On October 25, 2022, Acreage announced that it entered into an arrangement agreement (the “Floating Share Agreement”) with Canopy Growth Corporation (“Canopy” or “CGC”) and Canopy USA, LLC (“Canopy USA”), CGC’s newly-created U.S. domiciled holding company, pursuant to which, subject to approval of the holders of the Class D subordinate voting shares of Acreage (the “Floating Shares”) and the terms and conditions of the Floating Share Agreement, Canopy USA will acquire all of the issued and outstanding Floating Shares by way of court-approved plan of arrangement (the “Floating Share Arrangement”).
Concurrent with the entering into of the Floating Share Agreement, Canopy irrevocably waived its option to acquire the Floating Shares pursuant to the plan of arrangement implemented on September 23, 2020 (the “Existing Arrangement”) pursuant to the arrangement agreement between Canopy and Acreage dated April 18, 2019, as amended (the “Existing Arrangement Agreement”). Additionally, subject to the provisions of the Floating Share Agreement, Canopy has agreed to exercise its option pursuant to the Existing Arrangement Agreement (the “Fixed Option”) to acquire Acreage’s outstanding Class E subordinate voting shares (the “Fixed Shares”), representing approximately 70% of the total shares of Acreage. Upon exercise of the Fixed Option and completion of the Floating Share Arrangement, Canopy USA will own 100% of all outstanding Fixed Shares and Floating Shares. The Company intends to hold a special meeting of its shareholders in January 2023.
Additionally, the Company amended its existing US$150 million credit facility (the “Amended Credit Facility”) with AFC Gamma, Inc. and Viridescent Realty Trust, Inc. Under the terms of the Amended Credit Facility, $25 million is available for immediate draw by Acreage with a further US$25 million available in future periods under a committed accordion option once certain predetermined milestones are achieved.
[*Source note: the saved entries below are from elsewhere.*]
//! Whitespace cleanup and masking of personally identifying tokens.
//!
//! Masking is pattern based:
//! - `D{1,2}/D{1,2}/DDDD` dates become `[DATE]`
//! - two consecutive capitalized words become `[NAME]`
//!
//! The name pattern is a heuristic. It also masks ordinary capitalized
//! phrases such as "The Court"; callers get exactly that behavior. A pair
//! whose second word is an abbreviation followed by a period ("Counsel Mr.")
//! is left alone, so sentence segmentation still sees the abbreviation.

use super::segmenter::is_abbreviation;
use once_cell::sync::Lazy;
use regex::{Captures, Regex};

pub const DATE_PLACEHOLDER: &str = "[DATE]";
pub const NAME_PLACEHOLDER: &str = "[NAME]";

static WHITESPACE: Lazy<Regex> = Lazy::new(|| Regex::new(r"\s+").expect("valid regex"));
static DATE: Lazy<Regex> =
    Lazy::new(|| Regex::new(r"\b\d{1,2}/\d{1,2}/\d{4}\b").expect("valid regex"));
static NAME: Lazy<Regex> =
    Lazy::new(|| Regex::new(r"\b[A-Z][a-z]+ [A-Z][a-z]+\b").expect("valid regex"));

/// Collapse whitespace, trim, and mask dates and names.
pub fn normalize(raw: &str) -> String {
    let text = WHITESPACE.replace_all(raw.trim(), " ");
    let text = DATE.replace_all(&text, DATE_PLACEHOLDER);
    mask_names(&text)
}

fn mask_names(text: &str) -> String {
    NAME.replace_all(text, |caps: &Captures<'_>| {
        let found = &caps[0];
        let end = caps.get(0).map_or(text.len(), |m| m.end());
        let last_word = found.rsplit(' ').next().unwrap_or_default();
        if text[end..].starts_with('.') && is_abbreviation(last_word) {
            found.to_string()
        } else {
            NAME_PLACEHOLDER.to_string()
        }
    })
    .into_owned()
}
Details regarding the Floating Share Agreement, including the strategic benefits and rationale, Fixed Option, and Amended Credit Facility can be found in the Company's press release dated October 25, 2022.
Management Commentary
“Despite significant industry headwinds, our results in the third quarter once again demonstrate the highly attractive positioning our operations have established in our core markets over the last year. We believe very strongly that our disciplined strategy will continue to foster long-term growth and enhanced value for our business as the markets continue to evolve and our opportunity to drive further profitability increases,” said Peter Caldini, CEO of Acreage. “Throughout the remainder of the year we will focus our efforts on strengthening our presence in New Jersey through continued cultivation improvements and prepare for the launch of adult-use sales in key Northeastern markets.”
Mr. Caldini continued, “The Acreage of today is dramatically different than it was a few years ago, and as the next transformative step in our history, we were pleased to recently announce a new arrangement with Canopy that provides the opportunity for their newly established U.S. domiciled entity, Canopy USA, to gain full ownership of Acreage. This agreement is a culmination of the significant work and effort our teams have put in over the last several years, and we are confident that now is the time to execute on this strategic opportunity.”
Mr. Caldini concluded, “Our industry is in its exciting early days with constant developments taking place, and this new arrangement provides the unique ability for shareholders to participate right at the onset of the creation of Canopy USA. Acreage is a valuable addition to what Canopy is building, and we believe the time is right to build an even stronger position ahead of federal permissibility as part of a leading North American brand powerhouse.”
Q3 2022 Financial Summary
(in thousands)
Three Months Ended September 30, | YoY% Change | Three Months Ended June 30, 2022 | QoQ% Change | |||||||||||||
2022 | 2021 | |||||||||||||||
Consolidated Revenue | $61,419 | $48,152 | 27.6% | $61,351 | 0.1% | |||||||||||
Gross Profit | 21,226 | 23,804 | (10.8)% | 30,614 | (30.7)% | |||||||||||
% of revenue | 35% | 49% | 50% | |||||||||||||
Total operating expenses | 37,661 | 30,298 | 24.3% | 27,304 | 37.9% | |||||||||||
Net loss | (24,998) | (14,057) | (10,603) | |||||||||||||
Net loss attributable to Acreage | (22,214) | (12,296) | (9,929) | |||||||||||||
Adjusted EBITDA* | 8,847 | 6,498 | 36.1% | 10,385 | (14.8)% |
Total revenue for Q3 2022 was $61.4 million, an increase of $13.3 million or 28% compared to Q3 2021. The year-over-year improvement was primarily due to the addition of operations in Ohio as well as the commencement of adult-use sales in New Jersey. This revenue growth was somewhat offset by declines in other select markets as category headwinds and competitive pressures negatively impacted both price and volume. Additionally, total revenue for Q3 2022 was in-line with Q2 2022. Excluding the Company’s Oregon operations, which concluded at the very beginning of the quarter upon the completion of the sale of the four remaining dispensaries, revenue for the three months ended September 30, 2022, increased by 2% on a sequential basis.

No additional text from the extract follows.